Q: Why is HWE considered a "null model"? A: It provides a baseline to test for evolution: deviations from HWE suggest evolutionary forces (e.g., selection, drift) are acting. Trap/Clarification: HWE itself does not cause evolution; it describes a hypothetical non-evolving population.

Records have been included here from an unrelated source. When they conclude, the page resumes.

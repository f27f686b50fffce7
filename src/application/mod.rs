//! Application layer - the reusable behavior units of the pipeline.
//!
//! Each unit is constructed per consumer and owns only its own state:
//! the error handler its counter, the async executor its loading/error
//! pair, the retry executor its attempt bookkeeping, the form mapper
//! its field-error map. No cross-instance shared mutable state exists.

mod async_operation;
mod cancellation;
mod error_handler;
mod form_errors;
mod retry;

pub use async_operation::AsyncOperation;
pub use cancellation::CancelFlag;
pub use error_handler::{ErrorCallback, ErrorHandler, ErrorHandlerOptions};
pub use form_errors::{FormError, FormErrors, FORM_ERROR_CODE};
pub use retry::{RetryExecutor, RetryOptions, RetryPredicate};
//! Notification adapters - in-process implementations of the
//! `NotificationSink` port.

mod in_memory;

pub use in_memory::InMemoryNotificationSink;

Q: Why is random mating required for HWE? A: Non-random mating (e.g., inbreeding) alters genotype frequencies (e.g., increases homozygosity) without changing allele frequencies. Trap/Clarification: Random mating affects genotype frequencies, not allele frequencies (which remain p and q).

HOW (process/application)

Q: How do you calculate allele frequencies from genotype counts? A: For a gene with alleles A and a: - p = (2 × AA + Aa) / (2 × total individuals) - q = (2 × aa + Aa) / (2 × total individuals) Trap/Clarification: Count alleles, not individuals (e.g., each AA individual contributes 2 A alleles).

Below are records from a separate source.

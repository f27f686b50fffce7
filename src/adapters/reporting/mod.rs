//! Reporting adapters - in-process implementations of the
//! `ErrorReporter` port.

mod in_memory;
mod logging;

pub use in_memory::InMemoryErrorReporter;
pub use logging::LoggingErrorReporter;
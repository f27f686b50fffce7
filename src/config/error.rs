//! Configuration error types

use thiserror::Error;

/// Errors that can occur during configuration loading
#[derive(Debug, Error)]
pub enum ConfigError {
    #[error("Configuration loading failed: {0}")]
    LoadError(#[from] config::ConfigError),

    #[error("Validation failed: {0}")]
    ValidationFailed(#[from] ConfigValidationError),
}

/// Errors that can occur during configuration validation
#[derive(Debug, Error)]
pub enum ConfigValidationError {
    #[error("max_retries exceeds maximum allowed (10)")]
    RetryBudgetTooLarge,

    #[error("backoff_multiplier must be at least 1")]
    InvalidBackoffMultiplier,

    #[error("retry_delay_ms must be between 1 and 60000")]
    InvalidRetryDelay,

    #[error("notification default_duration_secs must be greater than zero")]
    InvalidNotificationDuration,

    #[error("reporting endpoint must be an http(s) URL")]
    InvalidReportingEndpoint,
}
//! Reporter that emits descriptors through structured logs.
//!
//! Default wiring for deployments without a reporting backend: the
//! descriptor lands in the log stream with its wire fields, and a
//! locally generated id is returned.

use async_trait::async_trait;

use crate::ports::{ErrorReport, ErrorReporter, ReportError, ReportId};

/// Reporter backed by `tracing` structured logging.
#[derive(Debug, Clone, Copy, Default)]
pub struct LoggingErrorReporter;

impl LoggingErrorReporter {
    /// Creates a logging reporter.
    pub fn new() -> Self {
        Self
    }
}

#[async_trait]
impl ErrorReporter for LoggingErrorReporter {
    async fn report(&self, report: ErrorReport) -> Result<ReportId, ReportError> {
        let id = ReportId::generate();
        tracing::error!(
            report_id = %id,
            error_type = %report.error_type,
            severity = %report.severity,
            category = %report.category,
            feature_name = report.feature_name.as_deref().unwrap_or(""),
            operation = report.operation.as_deref().unwrap_or(""),
            "{}",
            report.error_message,
        );
        Ok(id)
    }
}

Q: How is HWE used to estimate carrier frequency for a recessive disorder? A: If q² (frequency of affected individuals) is known, 2pq (carrier frequency)-2q (since p-1 for rare disorders). Trap/Clarification: This shortcut only works if q is very small (e.g., q < 0.05); otherwise, use 2pq with p = 1 – q.

CAN (conditions/possibilities)

Q: Can a population be in HWE if it has a small population size? A: No; genetic drift (random allele frequency changes) violates HWE in small populations. Trap/Clarification: Even large populations can deviate from HWE if other conditions (e.g., selection) are violated.

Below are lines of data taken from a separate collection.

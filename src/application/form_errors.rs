//! FormErrors - Field-keyed validation error state.
//!
//! Owned by the component that renders the form; created and cleared by
//! that component, never persisted. Independent of any other validation
//! state the form may carry.

use std::collections::HashMap;

use serde::{Deserialize, Serialize};
use serde_json::Value;

use crate::domain::StandardError;

/// Default code attached to field errors lacking one.
pub const FORM_ERROR_CODE: &str = "VALIDATION_ERROR";

/// A validation failure attributed to one form field.
#[derive(Debug, Clone, PartialEq, Serialize, Deserialize)]
pub struct FormError {
    pub field: String,
    pub message: String,
    pub code: String,
    /// The rejected input value, when the source reported it.
    #[serde(skip_serializing_if = "Option::is_none")]
    pub value: Option<Value>,
}

impl FormError {
    /// Creates a field error with the default code.
    pub fn new(field: impl Into<String>, message: impl Into<String>) -> Self {
        Self {
            field: field.into(),
            message: message.into(),
            code: FORM_ERROR_CODE.to_string(),
            value: None,
        }
    }

    /// Overrides the error code. Empty codes are ignored.
    pub fn with_code(mut self, code: impl Into<String>) -> Self {
        let code = code.into();
        if !code.is_empty() {
            self.code = code;
        }
        self
    }

    /// Attaches the rejected value.
    pub fn with_value(mut self, value: Value) -> Self {
        self.value = Some(value);
        self
    }
}

/// Field-keyed error map for one form instance.
#[derive(Debug, Clone, Default)]
pub struct FormErrors {
    errors: HashMap<String, FormError>,
}

impl FormErrors {
    /// Creates an empty error map.
    pub fn new() -> Self {
        Self::default()
    }

    /// Upserts an error for the given field with the default code.
    pub fn set_field_error(&mut self, field: impl Into<String>, message: impl Into<String>) {
        let field = field.into();
        self.errors
            .insert(field.clone(), FormError::new(field, message));
    }

    /// Upserts a fully specified field error.
    pub fn insert(&mut self, error: FormError) {
        self.errors.insert(error.field.clone(), error);
    }

    /// Removes the error for one field, returning it if present.
    pub fn clear_field_error(&mut self, field: &str) -> Option<FormError> {
        self.errors.remove(field)
    }

    /// Removes every field error.
    pub fn clear_all(&mut self) {
        self.errors.clear();
    }

    /// The error recorded for one field.
    pub fn get(&self, field: &str) -> Option<&FormError> {
        self.errors.get(field)
    }

    /// True when any field carries an error.
    pub fn has_errors(&self) -> bool {
        !self.errors.is_empty()
    }

    /// True when no field carries an error.
    pub fn is_valid(&self) -> bool {
        self.errors.is_empty()
    }

    /// Number of fields carrying errors.
    pub fn len(&self) -> usize {
        self.errors.len()
    }

    /// True when the map is empty.
    pub fn is_empty(&self) -> bool {
        self.errors.is_empty()
    }

    /// Iterates over the recorded field errors.
    pub fn iter(&self) -> impl Iterator<Item = (&str, &FormError)> {
        self.errors.iter().map(|(k, v)| (k.as_str(), v))
    }

    /// Maps a normalized error's structured details onto field errors.
    ///
    /// Two shapes are accepted: an ordered list of records carrying
    /// `field` and `message`, or a field-keyed mapping whose values are
    /// either message strings or `{message, code?, value?}` objects.
    /// Anything non-conforming is skipped silently.
    pub fn handle_validation_error(&mut self, error: &StandardError) {
        let Some(details) = &error.details else {
            return;
        };
        match details {
            Value::Array(records) => {
                for record in records {
                    if let Some(form_error) = parse_record(record) {
                        self.insert(form_error);
                    }
                }
            }
            Value::Object(fields) => {
                for (field, value) in fields {
                    if let Some(form_error) = parse_field_entry(field, value) {
                        self.insert(form_error);
                    }
                }
            }
            _ => {}
        }
    }
}

/// Parses one element of the ordered-list details shape.
fn parse_record(record: &Value) -> Option<FormError> {
    let field = record.get("field")?.as_str()?;
    let message = record.get("message")?.as_str()?;
    let mut form_error = FormError::new(field, message);
    if let Some(code) = record.get("code").and_then(Value::as_str) {
        form_error = form_error.with_code(code);
    }
    if let Some(value) = record.get("value") {
        form_error = form_error.with_value(value.clone());
    }
    Some(form_error)
}

/// Parses one entry of the field-keyed details shape.
fn parse_field_entry(field: &str, value: &Value) -> Option<FormError> {
    match value {
        Value::String(message) => Some(FormError::new(field, message)),
        Value::Object(entry) => {
            let message = entry.get("message")?.as_str()?;
            let mut form_error = FormError::new(field, message);
            if let Some(code) = entry.get("code").and_then(Value::as_str) {
                form_error = form_error.with_code(code);
            }
            if let Some(rejected) = entry.get("value") {
                form_error = form_error.with_value(rejected.clone());
            }
            Some(form_error)
        }
        _ => None,
    }
}

#[cfg(test)]
mod tests {
    use super::*;
    use crate::domain::{ErrorKind, StandardError};
    use serde_json::json;

    fn validation_error(details: Value) -> StandardError {
        StandardError::new(ErrorKind::Validation, "validation failed").with_details(details)
    }

    #[test]
    fn ordered_list_details_map_to_field_errors() {
        let mut form = FormErrors::new();
        form.handle_validation_error(&validation_error(json!([
            { "field": "email", "message": "Invalid email" }
        ])));

        let err = form.get("email").expect("email error recorded");
        assert_eq!(err.field, "email");
        assert_eq!(err.message, "Invalid email");
        assert_eq!(err.code, "VALIDATION_ERROR");
        assert_eq!(err.value, None);
    }

    #[test]
    fn list_records_keep_explicit_code_and_value() {
        let mut form = FormErrors::new();
        form.handle_validation_error(&validation_error(json!([
            { "field": "age", "message": "Too young", "code": "MIN_AGE", "value": 12 }
        ])));

        let err = form.get("age").expect("age error recorded");
        assert_eq!(err.code, "MIN_AGE");
        assert_eq!(err.value, Some(json!(12)));
    }

    #[test]
    fn field_keyed_string_shorthand_is_accepted() {
        let mut form = FormErrors::new();
        form.handle_validation_error(&validation_error(json!({
            "username": "Already taken"
        })));

        assert_eq!(
            form.get("username").map(|e| e.message.as_str()),
            Some("Already taken")
        );
    }

    #[test]
    fn field_keyed_object_form_is_accepted() {
        let mut form = FormErrors::new();
        form.handle_validation_error(&validation_error(json!({
            "password": { "message": "Too short", "code": "MIN_LENGTH", "value": "abc" }
        })));

        let err = form.get("password").expect("password error recorded");
        assert_eq!(err.message, "Too short");
        assert_eq!(err.code, "MIN_LENGTH");
        assert_eq!(err.value, Some(json!("abc")));
    }

    #[test]
    fn non_conforming_details_are_ignored() {
        let mut form = FormErrors::new();

        form.handle_validation_error(&validation_error(json!("not a shape we know")));
        form.handle_validation_error(&validation_error(json!(42)));
        form.handle_validation_error(&validation_error(json!({ "retry_after": 60 })));
        form.handle_validation_error(&validation_error(json!([{ "message": "no field" }, 7])));

        let no_details = StandardError::new(ErrorKind::Validation, "bare");
        form.handle_validation_error(&no_details);

        assert!(form.is_valid());
        assert!(!form.has_errors());
    }

    #[test]
    fn conforming_records_survive_mixed_lists() {
        let mut form = FormErrors::new();
        form.handle_validation_error(&validation_error(json!([
            { "field": "email", "message": "Invalid email" },
            { "message": "missing field key" },
            "not an object"
        ])));

        assert_eq!(form.len(), 1);
        assert!(form.get("email").is_some());
    }

    #[test]
    fn set_field_error_upserts() {
        let mut form = FormErrors::new();
        form.set_field_error("email", "Required");
        form.set_field_error("email", "Invalid email");

        assert_eq!(form.len(), 1);
        assert_eq!(
            form.get("email").map(|e| e.message.as_str()),
            Some("Invalid email")
        );
    }

    #[test]
    fn clear_semantics() {
        let mut form = FormErrors::new();
        form.set_field_error("email", "Required");
        form.set_field_error("name", "Required");
        assert!(form.has_errors());

        let removed = form.clear_field_error("email");
        assert_eq!(removed.map(|e| e.field), Some("email".to_string()));
        assert_eq!(form.len(), 1);

        form.clear_all();
        assert!(form.is_valid());
        assert!(form.get("name").is_none());
    }

    #[test]
    fn validity_is_derived_from_map_emptiness() {
        let mut form = FormErrors::new();
        assert!(form.is_valid());
        form.set_field_error("email", "Required");
        assert!(!form.is_valid());
        form.clear_all();
        assert!(form.is_valid());
    }
}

Q: Under what conditions does p² + 2pq + q² = 1 hold true? A: Only if all five HWE conditions are met: no mutation, no migration, no selection, large population, and random mating. Trap/Clarification: The equation is always mathematically true for p and q, but genotype frequencies only match expectations if conditions are met.

Quick Facts & Traps

• Fact: HWE applies to a single locus with two alleles; it cannot predict frequencies for multiple genes or polygenic traits.
• Trap: Assuming p² = frequency of dominant phenotypes-Reality: Dominant phenotypes include p² + 2pq (heterozygotes).
• Fact: Allele frequencies (p, q) remain constant in HWE, but genotype frequencies (p², 2pq, q²) may change if mating is non-random.
• Trap: Confusing allele frequency (q) with genotype frequency (q²)-Reality: q is the proportion of a alleles; q² is the proportion of aa individuals.
• Fact: Selection against a recessive allele (e.g., aa individuals die) slows but does not stop its elimination because heterozygotes (Aa) retain the allele.
• Trap: Ignoring the 5% rule for chi-square tests-Reality: If p or q < 0.05, use 2q to estimate 2pq (carriers) for rare disorders.

Rapid-Fire True/False

• Statement: If a population is in HWE, it is not evolving. Answer: TRUE Why the common mistake happens: Students confuse HWE (a model) with real populations, which often violate its conditions.

• Statement: The frequency of the recessive phenotype (q²) can be used to directly calculate p. Answer: TRUE (p = 1 – ?q²) Why the common mistake happens: Students forget to take the square root of q² to find q before calculating p.

• Statement: A population with 100% heterozygotes (2pq = 1) can be in HWE. Answer: FALSE Why the common mistake happens: Students overlook that p² and q² must also exist (even if rare) for HWE to hold.